• PROBLEM DETAILS
Return the lines exactly as they stand, from the first of the material through the line containing "pub use symbols::SymbolTable;".
--
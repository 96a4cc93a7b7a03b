//! Descriptor graph builder and object serializer for the Osprey toolchain.
//!
//! A driving compiler constructs one [`ObjectBuilder`] per output object,
//! registers templates, types, declarations, fields, and calls in
//! dependency order, assembles procedure bodies with [`CodeWriter`], and
//! serializes everything with [`ObjectBuilder::to_bytes`] or
//! [`ObjectBuilder::write_to_file`]. The resulting buffer loads back
//! through `osprey_object::Object`.

mod builder;
mod code;
mod descriptors;
mod emit;
mod error;
mod params;
mod symbols;
mod templates;
mod types;

#[cfg(test)]
mod builder_tests;
#[cfg(test)]
mod code_tests;
#[cfg(test)]
mod params_tests;
#[cfg(test)]
mod templates_tests;
#[cfg(test)]
mod types_tests;

pub use builder::{ObjectBuilder, Signature};
pub use code::{CodeBody, CodeWriter, JumpSite, Label};
pub use descriptors::{ActionDesc, CallDesc, Decl, FieldDesc, ImplDesc};
pub use error::{BuildError, EmitError, Result};
pub use params::{Param, ParamSpec, ProcessedParams, process_params};
pub use symbols::SymbolTable;
pub use templates::{BoundSpec, Placeholder, PlaceholderSpec, Template, Templates};
pub use types::{Type, TypeGraph, TypePayload};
--
• RESPONSE FOR THIS EXERCISE
repository 96a4cc93a7b7a03b
//! Descriptor graph builder and object serializer for the Osprey toolchain.
//!
//! A driving compiler constructs one [`ObjectBuilder`] per output object,
//! registers templates, types, declarations, fields, and calls in
//! dependency order, assembles procedure bodies with [`CodeWriter`], and
//! serializes everything with [`ObjectBuilder::to_bytes`] or
//! [`ObjectBuilder::write_to_file`]. The resulting buffer loads back
//! through `osprey_object::Object`.

mod builder;
mod code;
mod descriptors;
mod emit;
mod error;
mod params;
mod symbols;
mod templates;
mod types;

#[cfg(test)]
mod builder_tests;
#[cfg(test)]
mod code_tests;
#[cfg(test)]
mod params_tests;
#[cfg(test)]
mod templates_tests;
#[cfg(test)]
mod types_tests;

pub use builder::{ObjectBuilder, Signature};
pub use code::{CodeBody, CodeWriter, JumpSite, Label};
pub use descriptors::{ActionDesc, CallDesc, Decl, FieldDesc, ImplDesc};
pub use error::{BuildError, EmitError, Result};
pub use params::{Param, ParamSpec, ProcessedParams, process_params};
pub use symbols::SymbolTable;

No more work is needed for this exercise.